中尉の法律無視な行動には若干溜飲が下がりつつも、鈴木雅之よろしく〈違う違う、そうじゃない…〉と呟きたくなった俺。そもそも、あの悪い兄ちゃんが「親父」とボスを呼んでる時点でイネス率いるギャング団とは別のグループって解るじゃん。ラストに何とかゴールに辿り着くけど、なんかモヤモヤするのが残念でした。シエロさんのラストカットが意味するものは観客に判断を委ねているけど、それも何だかなあ…「親父」の正体をきちんと見せて哀しい結末で締めた方が映画的にはスッキリすると思うけど。ただ、それはあくまで作劇的な文句であって、「暴走する母性」というテーマの描き方については満点だと思います。

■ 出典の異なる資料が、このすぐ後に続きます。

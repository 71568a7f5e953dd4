use chrono::{DateTime, Utc};
use rust_decimal::Decimal;
use sea_orm::entity::prelude::*;
use serde::{Deserialize, Serialize};

#[derive(Debug, Clone, Copy, PartialEq, Eq, EnumIter, DeriveActiveEnum, Serialize, Deserialize)]
#[sea_orm(rs_type = "String", db_type = "String(StringLen::N(16))")]
pub enum WorkOrderStatus {
    #[sea_orm(string_value = "planned")]
    Planned,
    #[sea_orm(string_value = "in_progress")]
    InProgress,
    #[sea_orm(string_value = "paused")]
    Paused,
    #[sea_orm(string_value = "completed")]
    Completed,
    #[sea_orm(string_value = "cancelled")]
    Cancelled,
}

impl WorkOrderStatus {
    pub fn is_terminal(&self) -> bool {
        matches!(self, WorkOrderStatus::Completed | WorkOrderStatus::Cancelled)
    }

    /// Legal transitions of the production state machine. Terminal states
    /// have no successors; cancellation is reachable from every
    /// non-terminal state.
    pub fn can_transition_to(&self, next: WorkOrderStatus) -> bool {
        use WorkOrderStatus::*;
        match (self, next) {
            (Planned, InProgress) => true,
            (InProgress, Paused) | (Paused, InProgress) => true,
            (InProgress, Completed) => true,
            (Planned | InProgress | Paused, Cancelled) => true,
            _ => false,
        }
    }
}

/// A production instruction for `planned_quantity` units of one product.
/// `bom_item_id`, when set, names the recipe edge whose child product is
/// consumed as this order reports production.
#[derive(Clone, Debug, PartialEq, DeriveEntityModel, Serialize, Deserialize)]
#[sea_orm(table_name = "work_orders")]
pub struct Model {
    #[sea_orm(primary_key)]
    pub id: i64,
    #[sea_orm(unique)]
    pub order_number: String,
    pub product_id: i64,
    pub bom_item_id: Option<i64>,
    pub sales_order_id: Option<i64>,
    pub machine_id: Option<i64>,
    #[sea_orm(column_type = "Decimal(Some((19, 4)))")]
    pub planned_quantity: Decimal,
    #[sea_orm(column_type = "Decimal(Some((19, 4)))")]
    pub produced_quantity: Decimal,
    #[sea_orm(column_type = "Decimal(Some((19, 4)))")]
    pub scrap_quantity: Decimal,
    pub status: WorkOrderStatus,
    pub actual_start: Option<DateTime<Utc>>,
    pub actual_end: Option<DateTime<Utc>>,
    pub notes: Option<String>,
    pub created_at: DateTime<Utc>,
    pub updated_at: DateTime<Utc>,
}

#[derive(Copy, Clone, Debug, EnumIter, DeriveRelation)]
pub enum Relation {
    #[sea_orm(
        belongs_to = "super::product::Entity",
        from = "Column::ProductId",
        to = "super::product::Column::Id"
    )]
    Product,
    #[sea_orm(
        belongs_to = "super::machine::Entity",
        from = "Column::MachineId",
        to = "super::machine::Column::Id"
    )]
    Machine,
    #[sea_orm(has_many = "super::work_order_operation::Entity")]
    Operations,
}

impl Related<super::product::Entity> for Entity {
    fn to() -> RelationDef {
        Relation::Product.def()
    }
}

impl Related<super::machine::Entity> for Entity {
    fn to() -> RelationDef {
        Relation::Machine.def()
    }
}

impl Related<super::work_order_operation::Entity> for Entity {
    fn to() -> RelationDef {
        Relation::Operations.def()
    }
}

impl ActiveModelBehavior for ActiveModel {}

別れた夫の自己中にグッと耐えしのび生きてきた市井の主婦が、娘を見つけ出すためには暴力も法の逸脱も銃を握ることも厭わなくなるという変容を静かにドキュメンタリータッチで描いています。その真に迫った感じは素晴らしい出来。主人公のモデルになったロドリゲス夫人が監督のリサーチ中に殺害されているというショッキングな事実も含め、実話の重みというのが堪能できる一本です。

…個人的には、劇映画としては「息子の面影」の方に軍配。でも、こちらもセットで観る価値ありと言っておきましょう。ぜひ。